- Jones in 1972
- Born: December 7, 1927
- Died: May 7, 2004 (aged 76)
- Occupations: Radio and television producer

= Philip Jones (producer) =

Television producer

Philip Stuart Jones (7 December 1927 – 7 May 2004) was a radio and television producer. He is best remembered for his period as Head of Light Entertainment at Thames Television, after he had worked in the same role at ABC. Jones was responsible for bringing Benny Hill to Thames in 1969 resulting in the comedian's internationally successful series of programmes.

==Early life==
Jones was born in 1927 in Cheltenham. His father was Head of Languages at Cheltenham Grammar School, where he was educated. He did National Service in the Royal Air Force from 1946 to 1948 and then began his media career at Radio Luxembourg as programme assistant, working on its magazine 208 and the show Quiz Time. By the end of his six years at the station he was programme controller. In 1953, he left to start his career in television, freelancing initially and then joining Granada in 1956 as a trainee.

==Later career==
He joined Tyne Tees, a franchise contractor for ITV around 1958, the year before the station first began to broadcast, as a producer/director in Light Entertainment. Jones joined ABC in 1960, having been approached by the company's managing director Howard Thomas and given a brief to broaden the station's music output. Jones was the producer of ABC's Thank Your Lucky Stars. He booked The Beatles to appear on the show on 19 January 1963, shortly after the release of "Please Please Me". The show was broadcast during a snowstorm and so had an unusually high teenage audience in the total audience of about six million viewers helping to break the record. Six months afterwards, The Rolling Stones made their first appearance on British television on Thank Your Lucky Stars. The series ran for five years. In 1965, Jones became Head of Light Entertainment at ABC.

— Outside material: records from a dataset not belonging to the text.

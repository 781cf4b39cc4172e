//! Synapse binary: serve the HTTP API or run a single goal.
//!
//! Usage:
//!   synapse serve          start the API server and background tasks
//!   synapse goal "<text>"  process one goal and print the outcome
//!
//! Exit codes: 0 success, 1 configuration error, 2 uncaught runtime error.

use std::process::ExitCode;
use std::sync::Arc;
use std::time::Duration;

use secrecy::ExposeSecret;
use sqlx::postgres::PgPoolOptions;
use tracing::{error, info};

use synapse::adapters::ai::{OllamaConfig, OllamaProvider};
use synapse::adapters::embedding::{OllamaEmbedder, OllamaEmbedderConfig};
use synapse::adapters::events::RedisEventBus;
use synapse::adapters::http::{router, HttpState};
use synapse::adapters::postgres::{PgExecutionStore, PgVersionStore};
use synapse::adapters::sandbox::ProcessSandbox;
use synapse::adapters::tools::FsToolSourceStore;
use synapse::application::{Engine, EngineDeps};
use synapse::config::AppConfig;
use synapse::ports::EventBus;

#[tokio::main]
async fn main() -> ExitCode {
    tracing_subscriber::fmt()
        .with_env_filter(
            tracing_subscriber::EnvFilter::try_from_default_env()
                .unwrap_or_else(|_| "info,sqlx=warn".into()),
        )
        .init();

    let config = match AppConfig::load() {
        Ok(config) => config,
        Err(e) => {
            error!(error = %e, "failed to load configuration");
            return ExitCode::from(1);
        }
    };
    if let Err(e) = config.validate() {
        error!(error = %e, "invalid configuration");
        return ExitCode::from(1);
    }

    let args: Vec<String> = std::env::args().skip(1).collect();
    let result = match args.first().map(|s| s.as_str()) {
        Some("serve") | None => serve(config).await,
        Some("goal") => match args.get(1) {
            Some(goal) => run_goal(config, goal).await,
            None => {
                error!("usage: synapse goal \"<text>\"");
                return ExitCode::from(1);
            }
        },
        Some(other) => {
            error!(command = other, "unknown command; use 'serve' or 'goal'");
            return ExitCode::from(1);
        }
    };

    match result {
        Ok(()) => ExitCode::SUCCESS,
        Err(e) => {
            error!(error = %e, "runtime error");
            ExitCode::from(2)
        }
    }
}

async fn build_engine(config: &AppConfig) -> Result<Engine, Box<dyn std::error::Error>> {
    let pool = PgPoolOptions::new()
        .min_connections(config.database.min_connections)
        .max_connections(config.database.max_connections)
        .acquire_timeout(Duration::from_secs(10))
        .connect(&config.database.url())
        .await?;
    sqlx::migrate!("./migrations").run(&pool).await?;
    info!("database ready");

    let event_bus: Option<Arc<dyn EventBus>> = match &config.engine.redis_url {
        Some(url) => Some(Arc::new(RedisEventBus::new(
            url,
            config.engine.events_channel.clone(),
        )?)),
        None => None,
    };

    let deps = EngineDeps {
        execution_store: Arc::new(PgExecutionStore::new(pool.clone())),
        version_store: Arc::new(PgVersionStore::new(pool)),
        model: Arc::new(OllamaProvider::new(
            OllamaConfig::new(config.ai.endpoint.clone())
                .with_model(config.ai.model.clone())
                .with_token_limit(config.ai.token_limit),
        )),
        embedder: Arc::new(OllamaEmbedder::new(
            OllamaEmbedderConfig::new(config.ai.embedding_endpoint().to_string())
                .with_model(config.ai.embedding_model.clone()),
        )),
        sandbox: Arc::new(ProcessSandbox::new(
            config.engine.sandbox_command.clone(),
            config.engine.tool_directory.clone(),
        )),
        source_store: Arc::new(FsToolSourceStore::new(config.engine.tool_directory.clone())),
        event_bus,
    };

    Ok(Engine::build(config, deps).await?)
}

async fn serve(config: AppConfig) -> Result<(), Box<dyn std::error::Error>> {
    let engine = build_engine(&config).await?;
    engine.start_background_tasks().await;

    let state = HttpState::new(
        Arc::clone(&engine.orchestrator),
        Arc::clone(&engine.execution_store),
        Arc::clone(&engine.registry),
        config
            .server
            .bearer_token
            .as_ref()
            .map(|t| t.expose_secret().clone()),
        Duration::from_secs(config.server.request_timeout_secs),
    );

    let addr = config.server.socket_addr()?;
    let listener = tokio::net::TcpListener::bind(addr).await?;
    info!(%addr, "listening");

    axum::serve(listener, router(state))
        .with_graceful_shutdown(async {
            let _ = tokio::signal::ctrl_c().await;
            info!("shutdown signal received");
        })
        .await?;

    engine.shutdown().await;
    Ok(())
}

async fn run_goal(config: AppConfig, goal: &str) -> Result<(), Box<dyn std::error::Error>> {
    let engine = build_engine(&config).await?;
    let outcome = engine.orchestrator.process(goal).await;
    println!("{}", serde_json::to_string_pretty(&outcome)?);
    engine.shutdown().await;
    if outcome.success {
        Ok(())
    } else {
        Err(outcome
            .error
            .unwrap_or_else(|| "goal failed".to_string())
            .into())
    }
}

After ABC lost its franchise in 1968, Jones continued as head of light entertainment at Thames, supervising many successful situation comedy series and entertainers and comedians under contract to the station. Jones signed Benny Hill, previously with the BBC, to Thames in 1969. Hill's contract with Thames lasted for 20 years, his shows being broadcast internationally and the series becoming the company's most successful in overseas sales. Jones persuaded Morecambe and Wise to leave the BBC for Thames in 1978. Jones retired from his post at Thames in 1988. For a decade from 1992, Jones was the executive producer of As Time Goes By.

Jones was appointed an OBE in 1978. He died from cancer in 2004.